What is the major, what is the sort of center?
How will we know if your question is answered?
That's a good question.
I guess I can rephrase it a little bit.
Should I be concerned with going to a public school that I don't agree with politically or morally?
Yes.
Yes, of course.
You're giving them money, you are supporting what it is that they do, and you are risking infection.
There's no hazmat suit strong enough, particularly for younger people, to make sure that no Infection occurs from a propaganda and dogma and you will be surrounded by people of course who will most likely have swallowed all the blue pills they can get their hands on without the resulting 12-day bonus and you will also be subject to the rule and the power of professors who may very well be petty enough to punish you for original thinking.
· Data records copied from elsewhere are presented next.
//! Idle fidget scheduler.
//!
//! While the character is active but silent, occasionally drifts the head and
//! body toward a small random offset, holds it for a moment, and lets it
//! decay back. Never schedules while speaking or inactive, but existing
//! offsets still decay to rest in those modes.

use rand::rngs::StdRng;
use rand::{Rng, SeedableRng};
use tracing::debug;

use super::smoothing::approach;
use crate::config::EngineTuning;

/// Fidget drift state.
///
/// Invariant: `offset_x`/`offset_z` decay toward 0 once `now > active_until`.
#[derive(Debug, Clone, Copy, PartialEq, Default)]
pub struct FidgetState {
    /// Deadline for the next scheduled fidget (frame-clock seconds)
    pub next: f64,
    /// Sampled drift targets
    pub target_x: f32,
    pub target_z: f32,
    /// Smoothed drift currently applied to the rig
    pub offset_x: f32,
    pub offset_z: f32,
    /// End of the hold window for the current fidget
    pub active_until: f64,
}

/// Advances [`FidgetState`] from logical deadlines on the frame clock.
#[derive(Debug)]
pub struct FidgetScheduler {
    state: FidgetState,
    rng: StdRng,
}

impl FidgetScheduler {
    pub fn new(tuning: &EngineTuning) -> Self {
        Self::with_rng(StdRng::from_entropy(), tuning)
    }

    /// Seeded constructor for reproducible fidget timelines.
    pub fn with_seed(seed: u64, tuning: &EngineTuning) -> Self {
        Self::with_rng(StdRng::seed_from_u64(seed), tuning)
    }

    fn with_rng(mut rng: StdRng, tuning: &EngineTuning) -> Self {
        // Arm the first deadline so a freshly mounted character sits still
        // for a full interval before its first fidget
        let state = FidgetState {
            next: rng
                .gen_range(tuning.fidget_interval_min..tuning.fidget_interval_max)
                as f64,
            ..FidgetState::default()
        };
        Self { state, rng }
    }

    pub fn state(&self) -> &FidgetState {
        &self.state
    }

    #[cfg(test)]
    pub(crate) fn state_mut(&mut self) -> &mut FidgetState {
        &mut self.state
    }

    /// Advance by one frame; returns the `(x, z)` drift offsets to apply.
    pub fn advance(
        &mut self,
        now: f64,
        dt: f32,
        active: bool,
        speaking: bool,
        tuning: &EngineTuning,
    ) -> (f32, f32) {
        let eligible = active && !speaking;

        if eligible && now > self.state.next {
            self.state.target_x = self
                .rng
                .gen_range(-tuning.fidget_range_x..tuning.fidget_range_x);
            self.state.target_z = self
                .rng
                .gen_range(-tuning.fidget_range_z..tuning.fidget_range_z);
            self.state.active_until = now
                + self
                    .rng
                    .gen_range(tuning.fidget_window_min..tuning.fidget_window_max)
                    as f64;
            self.state.next = now
                + self
                    .rng
                    .gen_range(tuning.fidget_interval_min..tuning.fidget_interval_max)
                    as f64;
            debug!(
                target_x = self.state.target_x,
                target_z = self.state.target_z,
                "fidget scheduled"
            );
        }

        let holding = eligible && now <= self.state.active_until;
        let (target_x, target_z, rate) = if holding {
            (self.state.target_x, self.state.target_z, tuning.smoothing_rate)
        } else {
            // Outside the window (or while speaking/inactive) drift home,
            // at half the master rate by default
            (0.0, 0.0, tuning.fidget_decay_rate)
        };

        self.state.offset_x = approach(self.state.offset_x, target_x, rate, dt);
        self.state.offset_z = approach(self.state.offset_z, target_z, rate, dt);
        (self.state.offset_x, self.state.offset_z)
    }
}
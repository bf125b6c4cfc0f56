//! Stochastic blink scheduler.
//!
//! Produces naturalistic eye-closure pulses from logical deadlines checked
//! against the frame clock, including the occasional double-blink. The RNG is
//! injected so tests can seed exact blink timelines.

use rand::rngs::StdRng;
use rand::{Rng, SeedableRng};
use tracing::debug;

use crate::config::EngineTuning;

/// Phase length of the closing half of a blink, in seconds.
const CLOSE_PHASE: f32 = 0.06;
/// Phase at which a blink pulse completes.
const OPEN_PHASE: f32 = 0.12;
/// Negative phase ramp that delays the chained second blink by 0.08s.
const REARM_PHASE: f32 = -0.08;
/// Sentinel phase for "no blink in flight".
const IDLE_PHASE: f32 = -1.0;

/// Blink pulse state.
///
/// Invariant: `phase` stays within `[-1, 0.12]`. `-1` is idle; a negative
/// phase above `-1` is the ramp counting up to a chained second blink.
#[derive(Debug, Clone, Copy, PartialEq)]
pub struct BlinkState {
    /// Deadline for the next scheduled blink (frame-clock seconds)
    pub next: f64,
    pub phase: f32,
    pub is_double: bool,
    pub double_consumed: bool,
}

impl Default for BlinkState {
    fn default() -> Self {
        Self {
            next: 0.0,
            phase: IDLE_PHASE,
            is_double: false,
            double_consumed: false,
        }
    }
}

/// Advances [`BlinkState`] and yields a per-frame blink multiplier.
#[derive(Debug)]
pub struct BlinkScheduler {
    state: BlinkState,
    rng: StdRng,
}

impl BlinkScheduler {
    pub fn new(tuning: &EngineTuning) -> Self {
        Self::with_rng(StdRng::from_entropy(), tuning)
    }

    /// Seeded constructor for reproducible blink timelines.
    pub fn with_seed(seed: u64, tuning: &EngineTuning) -> Self {
        Self::with_rng(StdRng::seed_from_u64(seed), tuning)
    }

    fn with_rng(mut rng: StdRng, tuning: &EngineTuning) -> Self {
        // Arm the first deadline so a freshly mounted character waits a full
        // interval instead of blinking on its first frame
        let state = BlinkState {
            next: rng.gen_range(tuning.blink_interval_min..tuning.blink_interval_max) as f64,
            ..BlinkState::default()
        };
        Self { state, rng }
    }

    pub fn state(&self) -> &BlinkState {
        &self.state
    }

    #[cfg(test)]
    pub(crate) fn state_mut(&mut self) -> &mut BlinkState {
        &mut self.state
    }

    /// Advance by one frame and return the blink multiplier in `[0, 1]`,
    /// to be multiplied into eye-openness.
    pub fn advance(&mut self, now: f64, dt: f32, tuning: &EngineTuning) -> f32 {
        if self.state.phase <= IDLE_PHASE {
            if now <= self.state.next {
                return 1.0;
            }
            // Start a blink and schedule the one after it
            self.state.phase = 0.0;
            self.state.next = now
                + self
                    .rng
                    .gen_range(tuning.blink_interval_min..tuning.blink_interval_max)
                    as f64;
            self.state.is_double = self.rng.gen_bool(tuning.double_blink_chance as f64);
            self.state.double_consumed = false;
            if self.state.is_double {
                debug!("blink started (double)");
            }
        } else {
            self.state.phase += dt;
        }

        let phase = self.state.phase;
        if phase < 0.0 {
            // Ramp toward the chained second blink
            1.0
        } else if phase < CLOSE_PHASE {
            1.0 - phase / CLOSE_PHASE
        } else if phase < OPEN_PHASE {
            (phase - CLOSE_PHASE) / CLOSE_PHASE
        } else {
            // Pulse complete: chain the second blink or return to idle
            if self.state.is_double && !self.state.double_consumed {
                self.state.double_consumed = true;
                self.state.phase = REARM_PHASE;
            } else {
                self.state.phase = IDLE_PHASE;
            }
            1.0
        }
        .clamp(0.0, 1.0)
    }
}

#[cfg(test)]
mod tests {
    use super::*;

    const DT: f32 = 1.0 / 120.0;

    fn tuning() -> EngineTuning {
        EngineTuning::default()
    }

    /// Run `seconds` of frames, returning (multipliers, close cycle count).
    fn run(scheduler: &mut BlinkScheduler, start: f64, seconds: f64) -> (Vec<f32>, usize) {
        let mut samples = Vec::new();
        let mut cycles = 0;
        let mut was_closing = false;
        let mut now = start;
        let end = start + seconds;
        while now < end {
            let bm = scheduler.advance(now, DT, &tuning());
            samples.push(bm);
            let closing = scheduler.state().phase >= 0.0 && scheduler.state().phase < CLOSE_PHASE;
            if closing && !was_closing {
                cycles += 1;
            }
            was_closing = closing;
            now += DT as f64;
        }
        (samples, cycles)
    }

    #[test]
    fn test_fresh_scheduler_waits_for_first_deadline() {
        let mut scheduler = BlinkScheduler::with_seed(19, &tuning());
        assert!(
            scheduler.state().next >= tuning().blink_interval_min as f64,
            "first deadline is armed at construction: {}",
            scheduler.state().next
        );

        let (samples, cycles) = run(&mut scheduler, 0.0, 1.9);
        assert_eq!(cycles, 0, "no blink before the armed deadline");
        assert!(samples.iter().all(|&bm| bm == 1.0));
    }

    #[test]
    fn test_multiplier_always_in_unit_range() {
        let mut scheduler = BlinkScheduler::with_seed(7, &tuning());
        let (samples, _) = run(&mut scheduler, 0.0, 30.0);
        assert!(samples.iter().all(|&bm| (0.0..=1.0).contains(&bm)));
    }

    #[test]
    fn test_phase_invariant_holds() {
        let mut scheduler = BlinkScheduler::with_seed(11, &tuning());
        let mut now = 0.0;
        for _ in 0..(30.0 / DT as f64) as usize {
            scheduler.advance(now, DT, &tuning());
            let phase = scheduler.state().phase;
            assert!(
                (-1.0..=OPEN_PHASE).contains(&phase),
                "phase {} out of [-1, 0.12]",
                phase
            );
            now += DT as f64;
        }
    }

    #[test]
    fn test_single_blink_one_cycle() {
        let mut scheduler = BlinkScheduler::with_seed(3, &tuning());
        // Arm a known single blink directly
        scheduler.state_mut().next = 0.0;
        let bm = scheduler.advance(0.01, DT, &tuning());
        assert_eq!(bm, 1.0, "first frame of a blink starts fully open");
        scheduler.state_mut().is_double = false;

        // Run through the 0.12s pulse, then a bit more
        let (samples, cycles) = run(&mut scheduler, 0.01 + DT as f64, 0.5);
        assert_eq!(cycles, 1, "a single blink closes exactly once");
        assert_eq!(scheduler.state().phase, IDLE_PHASE);
        assert!(samples.iter().any(|&bm| bm < 0.2), "eye actually closed");
    }

    #[test]
    fn test_double_blink_exactly_two_cycles() {
        let mut scheduler = BlinkScheduler::with_seed(5, &tuning());
        scheduler.state_mut().next = 0.0;
        scheduler.advance(0.01, DT, &tuning());
        scheduler.state_mut().is_double = true;
        scheduler.state_mut().double_consumed = false;

        let (samples, cycles) = run(&mut scheduler, 0.01 + DT as f64, 1.0);
        assert_eq!(cycles, 2, "a double-blink closes exactly twice");
        assert_eq!(scheduler.state().phase, IDLE_PHASE, "idle after second pulse");

        // The eye closed twice: two separate sub-0.2 dips
        let mut dips = 0;
        let mut in_dip = false;
        for &bm in &samples {
            if bm < 0.2 && !in_dip {
                dips += 1;
                in_dip = true;
            } else if bm > 0.8 {
                in_dip = false;
            }
        }
        assert_eq!(dips, 2, "two distinct eye closures");
    }

    #[test]
    fn test_seeded_timelines_reproducible() {
        let mut a = BlinkScheduler::with_seed(42, &tuning());
        let mut b = BlinkScheduler::with_seed(42, &tuning());
        let (samples_a, _) = run(&mut a, 0.0, 20.0);
        let (samples_b, _) = run(&mut b, 0.0, 20.0);
        assert_eq!(samples_a, samples_b);
    }

    #[test]
    fn test_no_blink_before_deadline() {
        let mut scheduler = BlinkScheduler::with_seed(1, &tuning());
        scheduler.state_mut().next = 100.0;
        let (samples, cycles) = run(&mut scheduler, 0.0, 5.0);
        assert_eq!(cycles, 0);
        assert!(samples.iter().all(|&bm| bm == 1.0));
    }
}
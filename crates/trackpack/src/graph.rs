//! Output contract shared by the layered and histogram paths.
//!
//! A `Graph` is everything the rendering side needs from one bucket; the
//! engine knows nothing about pixels, and a consumer stacks multiple graphs
//! vertically by `display_order`.

use crate::histogram::Histogram;
use crate::model::FeatureId;
use serde::{Deserialize, Serialize};

#[derive(Debug, Clone, Copy, PartialEq, Eq, Serialize, Deserialize)]
pub struct PlacedFeature {
    pub feature_id: FeatureId,
    pub layer: usize,
    pub cluster: Option<usize>,
}

/// A contiguous block of layers reserved for one hierarchy cluster, plus the
/// horizontal padding enforced around its members.
#[derive(Debug, Clone, Copy, PartialEq, Eq, Serialize, Deserialize)]
pub struct ClusterInfo {
    pub first_layer: usize,
    pub last_layer: usize,
    pub offset: u64,
}

#[derive(Debug, Clone, PartialEq, Serialize, Deserialize)]
pub enum GraphContent {
    Layered {
        layers: Vec<Vec<PlacedFeature>>,
        clusters: Vec<ClusterInfo>,
    },
    Histogram(Histogram),
}

#[derive(Debug, Clone, PartialEq, Serialize, Deserialize)]
pub struct Graph {
    pub label: String,
    pub display_order: i32,
    pub content: GraphContent,
}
So you may be putting yourself into a very negative and expensive situation.
Right.
No, that sums out pretty much how I feel, especially going through a macroeconomics course here.
Oh, economics.
In particular, there are studies that show that people who take economics end up dumber about economics after they graduate.
I mean, it's a negative thing.
I did take philosophy.
Now I had this one fantastic professor who taught me all, this woman taught me all about Aristotle and indulged me into the extra credit, not even extra credit, just voluntary.
I was like writing all these extra papers to try and figure out what essence meant and how to argue for it and all of that.
And she was great, gracious and passionate and a fantastic teacher.
And maybe there's like one or two others, but most of them were terrible.
And I learned very, very little.
Very little in college.
The few things I obsessively returned to, because I've got to get my money's worth, but I learned very, very little in college.
And I went to three different colleges.
I went to Glendon, which is part of York University.
I guess four, if you count the National Theatre School.
And then I went to McGill, and then I went to did a...
I've got a graduate degree at University of Toronto, which is now a truly special snowflake hell, according to our good friend Lauren Southern, who's been posting stuff about what's going on there.
But it was not worth it for me.
It was not worth it for me.
I have learned, I'm telling you this very frankly, like when we have a great guest on, and most of the guests are great, I have a great guest on.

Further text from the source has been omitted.